Sono e cognição no idoso
Dormir bem é manutenção do cérebro. Noites ruins cobram caro na memória e no humor.
Atualizado em 1º de agosto de 2026. Conteúdo de Rubens Alves de Lima, fisioterapeuta, CREFITO 4/277587-F.
Por que o sono cuida do cérebro
O sono não é um "desligar". Durante a noite, o cérebro consolida a memória do dia e limpa resíduos do metabolismo, incluindo proteínas ligadas à Doença de Alzheimer. Dormir mal de forma crônica não só cansa: prejudica a cognição a curto e a longo prazo.
Com o envelhecimento, o sono naturalmente fica mais leve e fragmentado. Isso é comum. Mas noites muito ruins não devem ser aceitas como "normais da idade": podem ser sinal de algo tratável.
Uma via de mão dupla. Sono ruim piora a memória e o humor; doenças cognitivas, por sua vez, desorganizam o sono. Na demência é comum a "síndrome do pôr do sol": agitação e confusão no fim da tarde e à noite. Quebrar esse ciclo melhora o dia inteiro do idoso e de quem cuida 3.
Durante o sono profundo, o cérebro realiza uma verdadeira faxina noturna, eliminando resíduos associados ao Alzheimer 1. O sono cronicamente ruim está associado a maior risco de declínio cognitivo a longo prazo 2.

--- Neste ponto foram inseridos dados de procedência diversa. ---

//! Formatter configuration.
//!
//! A [`FormatterConfig`] is an immutable value handed to the formatter at
//! construction. It can be built in code through [`FormatterConfig::builder`]
//! or loaded from JSON, where every field is optional:
//!
//! ```
//! use interval_format::config::FormatterConfig;
//! use interval_format::style::PresentationStyle;
//!
//! let config = FormatterConfig::from_json(r#"{
//!     "style": "abbreviated",
//!     "allowed_units": ["hour", "minute"],
//!     "max_unit_count": 1
//! }"#).unwrap();
//! assert_eq!(config.style, PresentationStyle::Abbreviated);
//! assert!(config.zero_behavior.is_all());
//! ```

use std::collections::BTreeSet;

use serde::{Deserialize, Serialize};

use crate::error::FormatError;
use crate::style::PresentationStyle;
use crate::unit::{all_units, TimeUnit};
use crate::zero::ZeroBehavior;

/// Options controlling one formatter.
#[derive(Debug, Clone, PartialEq, Eq, Serialize, Deserialize)]
#[serde(default)]
pub struct FormatterConfig {
    pub style: PresentationStyle,
    /// Base units the interval may be split into.
    pub allowed_units: BTreeSet<TimeUnit>,
    /// Upper bound on the number of *nonzero* units rendered.
    pub max_unit_count: Option<usize>,
    pub zero_behavior: ZeroBehavior,
    /// Append a unit-scaled timestamp of the From-instant to colloquial phrases.
    pub include_relevant_time: bool,
    /// Collapse sub-five-minute colloquial differences to "now".
    pub allows_now_on_colloquial: bool,
}

impl Default for FormatterConfig {
    fn default() -> Self {
        Self {
            style: PresentationStyle::default(),
            allowed_units: all_units(),
            max_unit_count: None,
            zero_behavior: ZeroBehavior::default(),
            include_relevant_time: false,
            allows_now_on_colloquial: false,
        }
    }
}

impl FormatterConfig {
    pub fn builder() -> FormatterConfigBuilder {
        FormatterConfigBuilder::default()
    }

    /// Parse and validate a JSON configuration document.
    ///
    /// # Errors
    ///
    /// Returns [`FormatError::InvalidConfig`] if the JSON is malformed or the
    /// resulting configuration fails [`validate`](Self::validate).
    pub fn from_json(json: &str) -> Result<Self, FormatError> {
        let config: Self =
            serde_json::from_str(json).map_err(|e| FormatError::InvalidConfig(e.to_string()))?;
        config.validate()?;
        Ok(config)
    }

    /// Check the invariants serde cannot express.
    ///
    /// # Errors
    ///
    /// Returns [`FormatError::InvalidConfig`] when `max_unit_count` is zero or
    /// `allowed_units` contains the week unit.
    pub fn validate(&self) -> Result<(), FormatError> {
        if self.max_unit_count == Some(0) {
            return Err(FormatError::InvalidConfig(
                "max_unit_count must be positive".to_string(),
            ));
        }
        if let Some(unit) = self.allowed_units.iter().find(|u| !u.is_base()) {
            return Err(FormatError::InvalidConfig(format!(
                "'{unit}' cannot be an allowed unit"
            )));
        }
        Ok(())
    }
}

/// Consuming builder for [`FormatterConfig`].
#[derive(Debug, Clone, Default)]
pub struct FormatterConfigBuilder {
    config: FormatterConfig,
}

impl FormatterConfigBuilder {
    pub fn style(mut self, style: PresentationStyle) -> Self {
        self.config.style = style;
        self
    }

    pub fn allowed_units<I: IntoIterator<Item = TimeUnit>>(mut self, units: I) -> Self {
        self.config.allowed_units = units.into_iter().collect();
        self
    }

    pub fn max_unit_count(mut self, max: usize) -> Self {
        self.config.max_unit_count = Some(max);
        self
    }

    pub fn zero_behavior(mut self, behavior: ZeroBehavior) -> Self {
        self.config.zero_behavior = behavior;
        self
    }

    pub fn include_relevant_time(mut self, include: bool) -> Self {
        self.config.include_relevant_time = include;
        self
    }

    pub fn allows_now_on_colloquial(mut self, allow: bool) -> Self {
        self.config.allows_now_on_colloquial = allow;
        self
    }

    /// # Errors
    ///
    /// See [`FormatterConfig::validate`].
    pub fn build(self) -> Result<FormatterConfig, FormatError> {
        self.config.validate()?;
        Ok(self.config)
    }
}
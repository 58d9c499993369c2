//! Error types for interval-format operations.
//!
//! Formatting itself never fails: calendar-system mismatch is reported as an
//! absent result and missing localization keys degrade to empty strings.
//! These errors only surface while parsing inputs at the edges.

use thiserror::Error;

#[derive(Error, Debug)]
pub enum FormatError {
    #[error("Invalid datetime: {0}")]
    InvalidDatetime(String),

    #[error("Invalid timezone: {0}")]
    InvalidTimezone(String),

    #[error("Invalid bundle: {0}")]
    InvalidBundle(String),

    #[error("Invalid config: {0}")]
    InvalidConfig(String),
}

pub type Result<T> = std::result::Result<T, FormatError>;
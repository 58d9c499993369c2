//! Colloquial phrasing: "2 hours ago", "next week", "just now".
//!
//! A single dominant unit is chosen by checking units in a fixed priority
//! order (year, month, week, day, hour, minute, second) and taking the first
//! nonzero one. Weeks are carved out of the day count. When every delta is
//! zero the itemized renderer takes over.

use std::fmt::Write as _;

use chrono::format::{Item, StrftimeItems};

use crate::calendar::{Calendar, CalendarInstant};
use crate::components::render_components;
use crate::config::FormatterConfig;
use crate::locale::Localizer;
use crate::unit::{magnitudes, TimeUnit};
use crate::zero::trim;

const NOW_KEY: &str = "colloquial.now";
const RELEVANT_TIME_KEY: &str = "colloquial.relevant_time";

/// Minute differences below this collapse to "now" when allowed.
const NOW_MINUTE_THRESHOLD: i64 = 5;

/// The outcome of dominant-unit selection.
#[derive(Debug, Clone, Copy, PartialEq, Eq)]
pub enum Selection {
    /// Phrase the interval in terms of `unit`.
    Unit { unit: TimeUnit, value: u64 },
    /// Close enough to say "now".
    Now,
    /// Every delta is zero.
    Empty,
}

/// Pick the dominant unit from signed deltas.
///
/// `days_in_week` is the length of the week containing the From-date. The
/// minute check for "now" compares the *signed* minute delta, so any
/// negative minute difference qualifies.
pub fn select_dominant(
    deltas: &[(TimeUnit, i64)],
    days_in_week: i64,
    allows_now: bool,
) -> Selection {
    let delta = |unit: TimeUnit| {
        deltas
            .iter()
            .find(|(u, _)| *u == unit)
            .map_or(0, |&(_, v)| v)
    };
    let pick = |unit, value: i64| Selection::Unit {
        unit,
        value: value.unsigned_abs(),
    };

    let years = delta(TimeUnit::Year);
    if years != 0 {
        return pick(TimeUnit::Year, years);
    }
    let months = delta(TimeUnit::Month);
    if months != 0 {
        return pick(TimeUnit::Month, months);
    }
    let days = delta(TimeUnit::Day);
    if days_in_week > 0 && days.abs() >= days_in_week {
        return pick(TimeUnit::WeekOfYear, days.abs() / days_in_week);
    }
    if days != 0 {
        return pick(TimeUnit::Day, days);
    }
    let hours = delta(TimeUnit::Hour);
    if hours != 0 {
        return pick(TimeUnit::Hour, hours);
    }
    let minutes = delta(TimeUnit::Minute);
    if minutes != 0 {
        if allows_now && minutes < NOW_MINUTE_THRESHOLD {
            return Selection::Now;
        }
        return pick(TimeUnit::Minute, minutes);
    }
    let seconds = delta(TimeUnit::Second);
    if seconds != 0 {
        if allows_now {
            return Selection::Now;
        }
        return pick(TimeUnit::Second, seconds);
    }
    Selection::Empty
}

/// Render the interval between two compatible instants as a colloquial
/// phrase.
pub fn render_colloquial(
    from: &CalendarInstant,
    to: &CalendarInstant,
    config: &FormatterConfig,
    localizer: &dyn Localizer,
    calendar: &dyn Calendar,
) -> String {
    let deltas = calendar.decompose(&config.allowed_units, from, to);
    let selection = select_dominant(
        &deltas,
        calendar.days_in_week(from),
        config.allows_now_on_colloquial,
    );
    tracing::debug!(?selection, "colloquial selection");

    match selection {
        Selection::Now => localizer.lookup(NOW_KEY, &[]),
        Selection::Empty => {
            let kept = trim(
                &magnitudes(&deltas),
                config.zero_behavior,
                config.max_unit_count,
            );
            render_components(&kept, config.style, localizer)
        }
        Selection::Unit { unit, value } => {
            let is_future = from.instant > to.instant;
            let text = phrase(unit, value, is_future, localizer);
            if !config.include_relevant_time {
                return text;
            }
            let suffix = relevant_time(from, unit, localizer);
            if suffix.is_empty() {
                return text;
            }
            let joined = localizer.lookup(RELEVANT_TIME_KEY, &[&text, &suffix]);
            if joined.is_empty() {
                format!("{text} {suffix}")
            } else {
                joined
            }
        }
    }
}

/// Look up the tense- and unit-specific template and fill in the value.
fn phrase(unit: TimeUnit, value: u64, is_future: bool, localizer: &dyn Localizer) -> String {
    let tense = if is_future { "future" } else { "past" };
    let key = format!(
        "colloquial.{tense}.{}.{}",
        unit.code(),
        localizer.plural(value).name()
    );
    localizer.lookup(&key, &[&value.to_string()])
}

/// Format the From-instant with the unit's relevant-time pattern.
///
/// Empty when the bundle has no pattern for the unit or the pattern is not a
/// valid strftime string.
pub fn relevant_time(from: &CalendarInstant, unit: TimeUnit, localizer: &dyn Localizer) -> String {
    let pattern = localizer.lookup(&format!("relevant_time.{}", unit.code()), &[]);
    if pattern.is_empty() {
        return String::new();
    }

    let items: Vec<Item<'_>> = StrftimeItems::new(&pattern).collect();
    if items.iter().any(|item| matches!(item, Item::Error)) {
        tracing::debug!(%unit, pattern = %pattern, "invalid relevant-time pattern");
        return String::new();
    }

    let mut out = String::new();
    match write!(out, "{}", from.local().format_with_items(items.iter())) {
        Ok(()) => out,
        Err(_) => String::new(),
    }
}

// ── Tests ───────────────────────────────────────────────────────────────────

Sinais de que o sono precisa de atenção
Merecem atenção: dificuldade persistente para iniciar ou manter o sono; sonolência excessiva durante o dia com muitos cochilos; roncos altos com pausas na respiração, sugestivos de apneia do sono; "viver" os sonhos, com movimentos e falas durante o sono, comum na demência por corpos de Lewy; agitação e confusão ao entardecer; e despertares frequentes para urinar durante a noite.
Higiene do sono: hábitos que ajudam
Pequenas mudanças de rotina têm grande efeito e são a primeira linha de tratamento, antes de qualquer remédio:
Horários regulares
Deitar e levantar sempre nos mesmos horários, inclusive nos fins de semana, ajusta o relógio biológico e consolida o ciclo sono-vigília.
Luz de dia, escuro à noite
Exposição à luz natural pela manhã e ambiente escuro e silencioso à noite reforçam o ritmo circadiano, facilitando o adormecimento.
Movimento durante o dia
Atividade física regular melhora a qualidade do sono. Evitar exercitar-se muito perto da hora de dormir, pois o exercício tardio pode retardar o adormecimento.
Cuidado com estimulantes
Reduzir café, chá preto e cochilos longos à tarde; evitar telas brilhantes e refeições pesadas antes de deitar.
O que ajusta o sono sem receita
O sono do idoso melhora mais pelo que acontece durante o dia do que pelo que se faz na hora de dormir. Luz da manhã nos olhos, de preferência ao ar livre, é o sinal que acerta o relógio biológico, e movimento ao longo do dia é o que gera o cansaço bom da noite 4. O cochilo da tarde não precisa ser abolido, mas convém ficar em torno de vinte a trinta minutos e nunca depois das três da tarde, porque a partir daí ele desconta direto do sono da noite. Horário fixo para levantar, inclusive no fim de semana, organiza o resto sozinho.
À noite, algumas trocas valem a pena: jantar mais cedo e mais leve, reduzir o líquido nas duas horas finais para diminuir as idas ao banheiro, cortar café e chá preto depois do meio da tarde, e desligar a televisão do quarto. Ficar deitado rolando na cama por uma hora ensina o corpo a associar a cama à insônia, e levantar, ir para outro cômodo com luz baixa e voltar só com sono funciona melhor do que insistir. Dor mal controlada e desconforto de quem se mexe pouco na cama também tiram o sono, e resolver isso costuma render mais do que qualquer outra medida em quem tem mobilidade reduzida.
Alguns quadros pedem médico e não ajuste de rotina: ronco com pausas na respiração seguidas de engasgo, sonolência que atrapalha o dia, pernas inquietas que obrigam a mexer para aliviar, e a agitação com gritos e movimentos durante o sonho, que merece investigação específica. Vale ainda revisar com o médico os remédios para dormir de uso contínuo, porque calmantes dessa família aumentam queda, confusão e piora de memória no idoso, e a retirada precisa ser gradual e acompanhada, nunca por conta própria.